» **What to do**: Which of the lines in the data mention the string "docs"? List them all.

» **Material for the task**:
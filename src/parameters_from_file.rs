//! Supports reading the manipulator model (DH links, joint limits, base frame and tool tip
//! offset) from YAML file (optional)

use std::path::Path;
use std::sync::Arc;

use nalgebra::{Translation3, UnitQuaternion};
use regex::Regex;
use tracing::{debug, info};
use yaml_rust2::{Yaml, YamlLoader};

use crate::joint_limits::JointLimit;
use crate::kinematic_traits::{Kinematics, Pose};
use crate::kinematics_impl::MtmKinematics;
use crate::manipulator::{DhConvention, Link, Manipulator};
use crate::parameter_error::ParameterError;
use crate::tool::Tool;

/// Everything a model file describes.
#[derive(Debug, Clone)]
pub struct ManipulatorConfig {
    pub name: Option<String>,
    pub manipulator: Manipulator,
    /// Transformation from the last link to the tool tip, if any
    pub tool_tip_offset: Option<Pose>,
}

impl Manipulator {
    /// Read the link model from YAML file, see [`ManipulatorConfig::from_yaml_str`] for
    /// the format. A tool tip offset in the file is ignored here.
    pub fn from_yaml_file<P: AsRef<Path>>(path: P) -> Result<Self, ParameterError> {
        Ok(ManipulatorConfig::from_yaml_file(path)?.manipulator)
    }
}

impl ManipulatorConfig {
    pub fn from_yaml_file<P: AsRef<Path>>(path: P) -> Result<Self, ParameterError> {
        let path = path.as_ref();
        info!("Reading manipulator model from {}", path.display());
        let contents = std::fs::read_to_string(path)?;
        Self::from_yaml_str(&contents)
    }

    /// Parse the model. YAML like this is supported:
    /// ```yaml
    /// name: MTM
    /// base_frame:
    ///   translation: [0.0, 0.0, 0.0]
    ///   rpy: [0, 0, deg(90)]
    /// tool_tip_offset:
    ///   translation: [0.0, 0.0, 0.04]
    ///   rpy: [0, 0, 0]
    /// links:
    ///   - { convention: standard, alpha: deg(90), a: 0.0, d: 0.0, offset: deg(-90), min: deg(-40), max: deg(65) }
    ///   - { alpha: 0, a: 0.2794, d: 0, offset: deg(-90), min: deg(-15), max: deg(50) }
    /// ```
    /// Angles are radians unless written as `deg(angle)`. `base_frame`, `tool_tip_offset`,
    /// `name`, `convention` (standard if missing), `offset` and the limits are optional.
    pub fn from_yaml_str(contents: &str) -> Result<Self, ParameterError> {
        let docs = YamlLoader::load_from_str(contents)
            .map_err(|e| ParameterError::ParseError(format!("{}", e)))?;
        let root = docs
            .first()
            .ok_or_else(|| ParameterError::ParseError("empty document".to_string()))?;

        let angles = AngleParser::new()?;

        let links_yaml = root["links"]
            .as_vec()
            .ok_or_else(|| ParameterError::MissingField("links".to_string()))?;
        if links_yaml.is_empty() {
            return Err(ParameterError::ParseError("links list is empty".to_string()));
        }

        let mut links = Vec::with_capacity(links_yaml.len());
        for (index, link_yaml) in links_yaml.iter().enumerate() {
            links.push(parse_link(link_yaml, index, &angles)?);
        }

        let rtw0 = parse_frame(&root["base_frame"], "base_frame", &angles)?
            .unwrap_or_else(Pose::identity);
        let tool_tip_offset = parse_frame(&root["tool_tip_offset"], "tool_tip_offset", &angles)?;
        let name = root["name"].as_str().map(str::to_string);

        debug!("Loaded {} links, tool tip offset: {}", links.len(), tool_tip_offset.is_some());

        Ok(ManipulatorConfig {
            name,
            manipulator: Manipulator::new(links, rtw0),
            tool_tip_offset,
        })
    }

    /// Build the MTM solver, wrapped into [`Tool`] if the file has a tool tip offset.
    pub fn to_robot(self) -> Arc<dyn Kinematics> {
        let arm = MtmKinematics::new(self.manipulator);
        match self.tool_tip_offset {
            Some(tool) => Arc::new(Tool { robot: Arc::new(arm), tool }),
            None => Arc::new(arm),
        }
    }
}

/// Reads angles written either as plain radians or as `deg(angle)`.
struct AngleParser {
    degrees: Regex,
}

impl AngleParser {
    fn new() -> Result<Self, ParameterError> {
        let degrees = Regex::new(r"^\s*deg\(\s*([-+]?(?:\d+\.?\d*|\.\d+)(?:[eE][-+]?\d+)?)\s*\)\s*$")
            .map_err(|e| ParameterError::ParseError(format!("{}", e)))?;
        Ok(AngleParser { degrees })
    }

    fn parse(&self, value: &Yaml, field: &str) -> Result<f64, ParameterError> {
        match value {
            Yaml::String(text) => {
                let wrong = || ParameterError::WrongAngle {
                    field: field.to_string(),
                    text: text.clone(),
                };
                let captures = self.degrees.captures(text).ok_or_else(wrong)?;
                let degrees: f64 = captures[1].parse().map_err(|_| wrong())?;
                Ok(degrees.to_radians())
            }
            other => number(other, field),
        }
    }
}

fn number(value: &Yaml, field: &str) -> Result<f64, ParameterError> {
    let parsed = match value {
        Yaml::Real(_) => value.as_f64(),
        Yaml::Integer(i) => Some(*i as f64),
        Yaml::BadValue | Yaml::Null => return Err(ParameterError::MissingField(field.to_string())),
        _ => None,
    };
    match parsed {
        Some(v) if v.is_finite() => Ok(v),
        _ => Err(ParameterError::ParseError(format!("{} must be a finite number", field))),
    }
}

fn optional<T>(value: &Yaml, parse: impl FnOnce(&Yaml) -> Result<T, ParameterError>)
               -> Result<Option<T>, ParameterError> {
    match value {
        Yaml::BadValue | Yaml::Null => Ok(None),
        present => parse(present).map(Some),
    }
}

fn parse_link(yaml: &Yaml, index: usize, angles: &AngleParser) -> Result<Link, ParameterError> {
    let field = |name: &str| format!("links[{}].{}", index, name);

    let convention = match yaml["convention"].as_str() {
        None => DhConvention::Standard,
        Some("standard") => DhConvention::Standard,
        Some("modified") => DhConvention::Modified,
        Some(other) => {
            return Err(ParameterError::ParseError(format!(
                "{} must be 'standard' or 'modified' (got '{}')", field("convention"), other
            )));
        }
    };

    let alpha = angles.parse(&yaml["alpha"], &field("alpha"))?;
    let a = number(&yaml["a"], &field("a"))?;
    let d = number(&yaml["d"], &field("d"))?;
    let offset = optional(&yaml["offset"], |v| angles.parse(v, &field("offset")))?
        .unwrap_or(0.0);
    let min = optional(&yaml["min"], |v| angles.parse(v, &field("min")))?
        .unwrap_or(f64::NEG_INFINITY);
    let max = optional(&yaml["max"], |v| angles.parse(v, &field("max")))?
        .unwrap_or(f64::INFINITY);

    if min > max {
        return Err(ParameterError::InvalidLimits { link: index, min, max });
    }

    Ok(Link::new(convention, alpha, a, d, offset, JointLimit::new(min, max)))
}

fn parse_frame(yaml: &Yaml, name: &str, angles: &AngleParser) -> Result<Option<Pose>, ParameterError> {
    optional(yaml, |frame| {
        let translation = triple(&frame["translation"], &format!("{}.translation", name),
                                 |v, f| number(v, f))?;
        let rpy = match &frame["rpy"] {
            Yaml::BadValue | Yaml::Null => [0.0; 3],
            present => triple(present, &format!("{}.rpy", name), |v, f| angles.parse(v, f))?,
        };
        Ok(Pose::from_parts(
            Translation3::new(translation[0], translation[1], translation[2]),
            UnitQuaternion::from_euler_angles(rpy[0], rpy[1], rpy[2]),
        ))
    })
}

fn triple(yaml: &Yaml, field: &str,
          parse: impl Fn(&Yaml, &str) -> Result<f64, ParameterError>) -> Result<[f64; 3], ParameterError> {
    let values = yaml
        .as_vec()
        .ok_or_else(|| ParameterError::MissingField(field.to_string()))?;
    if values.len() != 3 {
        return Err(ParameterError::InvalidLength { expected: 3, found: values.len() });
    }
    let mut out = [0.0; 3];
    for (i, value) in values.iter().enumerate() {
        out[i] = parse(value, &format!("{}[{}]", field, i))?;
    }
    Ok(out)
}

» **Written solution**:
        let docs = YamlLoader::load_from_str(contents)
        let root = docs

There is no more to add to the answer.